In the case of Labour’s welfare reforms, the moral argument has failed, because it didn’t convince MPs and the wider country. A YouGov poll showed that while a majority of the country backed the idea of welfare reform, 45 per cent said people with a disability received too little support from the benefits system.
It certainly didn’t convince the 51 rebels with smaller majorities than there are PIP claimants in their constituency. It didn’t even convince many of those still loyal to Starmer.
And yet there is no doubt welfare costs are out of control. More people must be reintroduced to the world of work. And some people are gaming the system.
Most of the rebels agree welfare reform is needed. But they also know the Treasury pushed this plan too far to ker-ching the cash. The moral argument lost credibility and the ability to “convince others”.
After months of attacks for being a technocratic, spreadsheety kind of government, those in charge obviously felt an emotional “moral mission” vibe was needed to get the party and country on side.
But the Government went to a morality street fight armed with a teaspoon, up against tooled-up folk in wheelchairs, those with visual impairments and carers for disabled children.
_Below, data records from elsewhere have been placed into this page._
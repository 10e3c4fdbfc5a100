use std::fmt;
use std::str::FromStr;

use super::common::{Paginated, Pagination, Query};
use super::params::QueryParams;

/// Filters for EPL fixtures.
#[derive(Clone, Copy, Debug, Default)]
pub struct EplGameQuery {
    pub pagination: Pagination,
    pub season: Option<i32>,
    pub team_id: Option<i64>,
    pub week: Option<i32>,
}

impl Query for EplGameQuery {
    fn to_params(&self) -> QueryParams {
        let mut params = QueryParams::new();
        self.pagination.add_to_params(&mut params);
        params
            .push_opt("season", self.season)
            .push_opt("team_id", self.team_id)
            .push_opt("week", self.week);
        params
    }
}

impl Paginated for EplGameQuery {
    fn pagination_mut(&mut self) -> &mut Pagination {
        &mut self.pagination
    }
}

impl EplGameQuery {
    pub fn with_season(mut self, season: i32) -> Self {
        self.season = Some(season);
        self
    }
    pub fn with_team_id(mut self, team_id: i64) -> Self {
        self.team_id = Some(team_id);
        self
    }
    pub fn with_week(mut self, week: i32) -> Self {
        self.week = Some(week);
        self
    }
}

/// Stat categories ranked by the player leaders endpoint.
#[derive(Clone, Copy, Debug, PartialEq, Eq)]
pub enum PlayerStatType {
    Goals,
    GoalAssist,
    Appearances,
    MinsPlayed,
    CleanSheet,
    Saves,
    TotalPass,
    Touches,
    TotalScoringAtt,
    YellowCard,
    RedCard,
}

impl fmt::Display for PlayerStatType {
    fn fmt(&self, f: &mut fmt::Formatter<'_>) -> fmt::Result {
        f.write_str(match self {
            PlayerStatType::Goals => "goals",
            PlayerStatType::GoalAssist => "goal_assist",
            PlayerStatType::Appearances => "appearances",
            PlayerStatType::MinsPlayed => "mins_played",
            PlayerStatType::CleanSheet => "clean_sheet",
            PlayerStatType::Saves => "saves",
            PlayerStatType::TotalPass => "total_pass",
            PlayerStatType::Touches => "touches",
            PlayerStatType::TotalScoringAtt => "total_scoring_att",
            PlayerStatType::YellowCard => "yellow_card",
            PlayerStatType::RedCard => "red_card",
        })
    }
}

impl FromStr for PlayerStatType {
    type Err = ();

    fn from_str(s: &str) -> Result<Self, Self::Err> {
        match s {
            "goals" => Ok(PlayerStatType::Goals),
            "goal_assist" => Ok(PlayerStatType::GoalAssist),
            "appearances" => Ok(PlayerStatType::Appearances),
            "mins_played" => Ok(PlayerStatType::MinsPlayed),
            "clean_sheet" => Ok(PlayerStatType::CleanSheet),
            "saves" => Ok(PlayerStatType::Saves),
            "total_pass" => Ok(PlayerStatType::TotalPass),
            "touches" => Ok(PlayerStatType::Touches),
            "total_scoring_att" => Ok(PlayerStatType::TotalScoringAtt),
            "yellow_card" => Ok(PlayerStatType::YellowCard),
            "red_card" => Ok(PlayerStatType::RedCard),
            _ => Err(()),
        }
    }
}

/// Stat categories ranked by the team leaders endpoint.
#[derive(Clone, Copy, Debug, PartialEq, Eq)]
pub enum TeamStatType {
    Goals,
    GoalsConceded,
    CleanSheet,
    Wins,
    Losses,
    TotalPass,
    TotalScoringAtt,
    TotalYelCard,
    TotalRedCard,
}

impl fmt::Display for TeamStatType {
    fn fmt(&self, f: &mut fmt::Formatter<'_>) -> fmt::Result {
        f.write_str(match self {
            TeamStatType::Goals => "goals",
            TeamStatType::GoalsConceded => "goals_conceded",
            TeamStatType::CleanSheet => "clean_sheet",
            TeamStatType::Wins => "wins",
            TeamStatType::Losses => "losses",
            TeamStatType::TotalPass => "total_pass",
            TeamStatType::TotalScoringAtt => "total_scoring_att",
            TeamStatType::TotalYelCard => "total_yel_card",
            TeamStatType::TotalRedCard => "total_red_card",
        })
    }
}

impl FromStr for TeamStatType {
    type Err = ();

    fn from_str(s: &str) -> Result<Self, Self::Err> {
        match s {
            "goals" => Ok(TeamStatType::Goals),
            "goals_conceded" => Ok(TeamStatType::GoalsConceded),
            "clean_sheet" => Ok(TeamStatType::CleanSheet),
            "wins" => Ok(TeamStatType::Wins),
            "losses" => Ok(TeamStatType::Losses),
            "total_pass" => Ok(TeamStatType::TotalPass),
            "total_scoring_att" => Ok(TeamStatType::TotalScoringAtt),
            "total_yel_card" => Ok(TeamStatType::TotalYelCard),
            "total_red_card" => Ok(TeamStatType::TotalRedCard),
            _ => Err(()),
        }
    }
}

/// Stat leaders for a season, ranked by `stat_type` (sent as `type`).
#[derive(Clone, Copy, Debug)]
pub struct EplLeadersQuery<S> {
    pub pagination: Pagination,
    pub season: i32,
    pub stat_type: S,
}

impl<S> EplLeadersQuery<S> {
    pub fn new(season: i32, stat_type: S) -> Self {
        Self {
            pagination: Pagination::default(),
            season,
            stat_type,
        }
    }
}

impl<S: fmt::Display> Query for EplLeadersQuery<S> {
    fn to_params(&self) -> QueryParams {
        let mut params = QueryParams::new();
        self.pagination.add_to_params(&mut params);
        params
            .push("season", self.season)
            .push("type", self.stat_type.to_string());
        params
    }
}

impl<S: fmt::Display> Paginated for EplLeadersQuery<S> {
    fn pagination_mut(&mut self) -> &mut Pagination {
        &mut self.pagination
    }
}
Those people didn’t just take the moral high ground; they entirely colonised it.
MP Jen Craft was one of many who was incredibly compelling, beginning frequent media interviews with the line: “As a disabled person and the mother of a disabled daughter…” Who can argue with a moral case such as that?
Craft is also a great example of why DEI (Diversity, Equity and Inclusion) still matters. Only by having people with diverse experiences and opinions can robust decisions be made that will convince others.
It is this kind of moral authority that will convince others. And that wins a moral argument.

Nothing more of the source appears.